Goodbye Google

It’s done. Finally. For years I’d been meaning to do it. I thought suspending my account would eventually delete it on its own. But no.

Thanks to Just Delete Me, I found the real page—the one that says loud and clear: Delete my account. And that was it. No more Google account. At last, a breath of fresh air.

Self-hosting

I won’t self-host everything. Especially not email. Too critical, too risky. The kind of service that fails at the worst moment—when you’re on holiday or waiting for something important.

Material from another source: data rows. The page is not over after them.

//! The demo world written by `engine_pack demo`.

use std::sync::Arc;

use anyhow::Result;
use engine_component::{ComponentLibrary, Entity, Prefab};
use engine_defaults::{DisplayName, Health, Inventory, Location, NetworkOwner};
use engine_persist::{ComponentIdTable, PackedEntitySerializer};
use engine_world::World;
use tracing::info;

pub const GOBLIN: &str = "prefab:goblin";
pub const CHEST: &str = "prefab:chest";

/// Library with every stock component registered.
pub fn library() -> Result<Arc<ComponentLibrary>> {
    let mut library = ComponentLibrary::new();
    engine_defaults::register_defaults(&mut library)?;
    Ok(Arc::new(library))
}

/// A serializer over an empty world with the demo prefabs registered.
pub fn serializer(library: Arc<ComponentLibrary>) -> PackedEntitySerializer<World> {
    let mut world = World::new();
    world.register_prefab(
        Prefab::new(GOBLIN)
            .with(Location::IDENTITY)
            .with(Health::full(30))
            .with(DisplayName::new("goblin"))
            .with(Inventory::with_capacity(4)),
    );
    world.register_prefab(
        Prefab::new(CHEST)
            .with(Location::IDENTITY)
            .with(Inventory::with_capacity(16)),
    );

    let table = ComponentIdTable::from_library(&library);
    let serializer = PackedEntitySerializer::new(world, library);
    serializer.set_id_mapping(table);
    serializer
}

/// Spawn `count` goblins in a row, plus a chest and a bare marker entity.
pub fn populate(world: &mut World, count: usize) -> Vec<Entity> {
    let mut entities = Vec::with_capacity(count + 2);

    for index in 0..count {
        let Some(goblin) = world.spawn_from_prefab(GOBLIN) else {
            continue;
        };
        if let Some(location) = world.get_mut::<Location>(goblin) {
            *location = location.translated([index as f32 * 2.0, 0.0, 0.0]);
        }
        if index % 2 == 1
            && let Some(health) = world.get_mut::<Health>(goblin)
        {
            health.damage(12);
        }
        if index % 3 == 2 {
            world.remove::<Inventory>(goblin);
        }
        if index == 0 {
            world.insert(goblin, NetworkOwner { client_id: Some(1) });
        }
        entities.push(goblin);
    }

    if let Some(chest) = world.spawn_from_prefab(CHEST) {
        if let Some(inventory) = world.get_mut::<Inventory>(chest) {
            inventory.add("gold");
            inventory.add("map");
        }
        entities.push(chest);
    }

    let marker = world.spawn();
    world.insert(marker, Location::at([0.0, 10.0, 0.0]));
    world.insert(marker, DisplayName::new("spawn point"));
    entities.push(marker);

    info!(entities = entities.len(), "populated demo world");
    entities
}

For years now, I’ve trusted ProtonMail for email and VPN. I’d rather pay for a robust service than hack around under constant stress of losing everything. The only downside: putting too many eggs in one basket. So maybe one day I’ll run my own mail server just for secondary stuff, or disposable aliases.

What now?

A domain name, and an old machine that was meant to be a media center under the TV but just gathered dust. That’s my starting point.

For the OS, I chose NixOS. If I’m going to experiment, I might as well do it properly. Its declarative configuration fits perfectly with how I see things. Instead of piling on containers everywhere, I want a coherent system where everything is clearly defined.

The plan is to lay the bricks one by one. First, replacing iCloud with Nextcloud. Yes, I still have a MacBook and an iPhone. Between a rock and a hard place, it’s not the purest choice, but you have to decide. Mid-range Android = no updates, no security, and 100% Google. At least Apple still delivers updates.

Why a MacBook?

Because it frees me elsewhere. The peace of mind on the hardware side lets me go further with Linux for servers and productivity. And honestly? That damn battery. Over 7 hours without breaking a sweat. Add to that the ARM transition—pure genius—and you see why I made the compromise.

Maybe one day I’ll move to GrapheneOS for the phone, or a ThinkPad for the laptop. But for now, that’s not the point.

Autonomy

That’s the word. The goal is simple: to take back autonomy.

Not by installing everything at once, not by stacking services like a compulsive collector. But step by step, validating each stage, building a harbor that can weather storms.

I don’t want to replace everything. Only to keep what really matters, under my own sail.

Cast off the lines—heading for porzh.me!